Fantasy Flight is the game's fourth publisher.
That alone should tell you how much this game rocks. Any other game would have died off by now.
Thankfully, Fantasy Flight Games has been buying up licenses to out-of-print classics and re-releasing them using their high production values.
The result is an immensely satisfying game that should bring a smile to hard-core Cosmic fans and newcomers alike.
The basic premise of Cosmic is that each player assumes the role of an alien civilization and tries to land their ships on five different planets belonging to other players.
The core mechanic of the game ([total ships on each side + a numeric card], highest total wins the encounter) is easy to understand, yet has endless possibilities for tactics, diplomacy, or out-and-out strangeness.
By far the two strongest aspects of this game's offense vs. defense encounter are these:
1) Allies: No matter whose turn it is, any player has the opportunity to be involved in the current encounter. None of this "is it my turn?" monotony of other games. You always have something to do. "Do I risk getting involved?" "Can I afford to help defend?"
The opportunities for diplomacy/negotiation are endless - and the ally rules ensure that nobody is a wall-flower.
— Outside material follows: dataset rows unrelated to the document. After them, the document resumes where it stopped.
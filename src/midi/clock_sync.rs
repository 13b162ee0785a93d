// MIDI clock - transport bytes derived from the audio clock's tick stream
//
// Pulses are counted off the same ticks that drive the audible click, so the
// two can never drift apart and tempo changes need no handling here.

use super::message::MidiMessage;
use crate::connection::{DeviceError, DeviceManager, DevicePort, PortConnector};
use crate::sequencer::{
    ClockListener, MIDI_CLOCK_PPQN, Setlist, Song, Tick, TimelineObserver, TimingError,
};
use std::sync::Arc;
use std::sync::atomic::{AtomicBool, AtomicU64, Ordering};

/// Outbound MIDI paths, implemented by the MIDI device manager
pub trait MidiSender: Send + Sync + 'static {
    /// Send now, or drop while the port is down. Called from the audio
    /// thread: must not wait on a reconnect.
    fn send_best_effort(&self, port: &str, message: &MidiMessage);

    /// Queued delivery, replayed after reconnect
    fn send_reliable(&self, port: &str, message: MidiMessage) -> Result<(), DeviceError>;
}

impl<C> MidiSender for DeviceManager<C>
where
    C: PortConnector,
    C::Port: DevicePort<Message = MidiMessage>,
{
    fn send_best_effort(&self, port: &str, message: &MidiMessage) {
        DeviceManager::send_best_effort(self, port, message)
    }

    fn send_reliable(&self, port: &str, message: MidiMessage) -> Result<(), DeviceError> {
        DeviceManager::send_reliable(self, port, message)
    }
}

#[derive(Debug, Default)]
struct SyncState {
    enabled: AtomicBool,
    ticks: AtomicU64,
    pulses: AtomicU64,
}

/// MIDI clock generator. Clones share state: one clone listens to the tick
/// clock, another observes the timeline.
pub struct ClockSync<S: MidiSender> {
    sender: Arc<S>,
    targets: Arc<[String]>,
    ticks_per_pulse: u64,
    state: Arc<SyncState>,
}

impl<S: MidiSender> Clone for ClockSync<S> {
    fn clone(&self) -> Self {
        Self {
            sender: Arc::clone(&self.sender),
            targets: Arc::clone(&self.targets),
            ticks_per_pulse: self.ticks_per_pulse,
            state: Arc::clone(&self.state),
        }
    }
}

impl<S: MidiSender> ClockSync<S> {
    /// Fails when `ppqn` is not a multiple of 24
    pub fn new(sender: Arc<S>, targets: Vec<String>, ppqn: u32) -> Result<Self, TimingError> {
        if ppqn == 0 {
            return Err(TimingError::ZeroPpqn);
        }
        if ppqn % MIDI_CLOCK_PPQN != 0 {
            return Err(TimingError::PpqnNotClockCompatible(ppqn));
        }

        Ok(Self {
            sender,
            targets: targets.into(),
            ticks_per_pulse: (ppqn / MIDI_CLOCK_PPQN) as u64,
            state: Arc::new(SyncState::default()),
        })
    }

    /// None when there is no target: without MIDI clock output `ppqn` need
    /// not be a multiple of 24
    pub fn for_targets(
        sender: Arc<S>,
        targets: Vec<String>,
        ppqn: u32,
    ) -> Result<Option<Self>, TimingError> {
        if targets.is_empty() {
            return Ok(None);
        }
        Self::new(sender, targets, ppqn).map(Some)
    }

    pub fn ticks_per_pulse(&self) -> u64 {
        self.ticks_per_pulse
    }

    pub fn targets(&self) -> &[String] {
        &self.targets
    }

    pub fn is_enabled(&self) -> bool {
        self.state.enabled.load(Ordering::Acquire)
    }

    /// Clock pulses sent since construction
    pub fn pulses_sent(&self) -> u64 {
        self.state.pulses.load(Ordering::Relaxed)
    }

    fn broadcast(&self, message: MidiMessage) {
        for target in self.targets.iter() {
            self.sender.send_best_effort(target, &message);
        }
    }

    /// Restart the pulse count and send Start
    pub fn start(&self) {
        self.state.ticks.store(0, Ordering::Release);
        self.broadcast(MidiMessage::Start);
        self.state.enabled.store(true, Ordering::Release);
    }

    /// Send Stop once; a second call while stopped sends nothing
    pub fn stop(&self) {
        if self.state.enabled.swap(false, Ordering::AcqRel) {
            self.broadcast(MidiMessage::Stop);
        }
    }

    /// Resume pulses without resetting the count
    pub fn resume(&self) {
        self.broadcast(MidiMessage::Continue);
        self.state.enabled.store(true, Ordering::Release);
    }
}

impl<S: MidiSender> ClockListener for ClockSync<S> {
    fn on_tick(&mut self, _tick: Tick) {
        if !self.state.enabled.load(Ordering::Acquire) {
            return;
        }

        let ticks = self.state.ticks.fetch_add(1, Ordering::AcqRel) + 1;
        if ticks % self.ticks_per_pulse == 0 {
            self.broadcast(MidiMessage::Clock);
            self.state.pulses.fetch_add(1, Ordering::Relaxed);
        }
    }
}

impl<S: MidiSender> TimelineObserver for ClockSync<S> {
    fn on_song_started(&mut self, _index: usize, _song: &Song) {
        self.start();
    }

    fn on_setlist_completed(&mut self, _setlist: &Setlist) {
        self.stop();
    }

    fn on_stopped(&mut self) {
        self.stop();
    }
}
2) Random destiny: In the vast majority of encounters - who attacks who is determined randomly. This does not adversely affect tactics and (more importantly) cuts down on hurt feelings. While there are plenty of ways to mess with other players, when you do get attacked - the game's mechanic is to blame.
Any true fan of this game loves the endless variety it offers - each player has an alien power that allows them to break the rules in a limited way. Different powers will collide in unique ways and since there are 50 different alien powers you are unlikely to see the same combinations twice.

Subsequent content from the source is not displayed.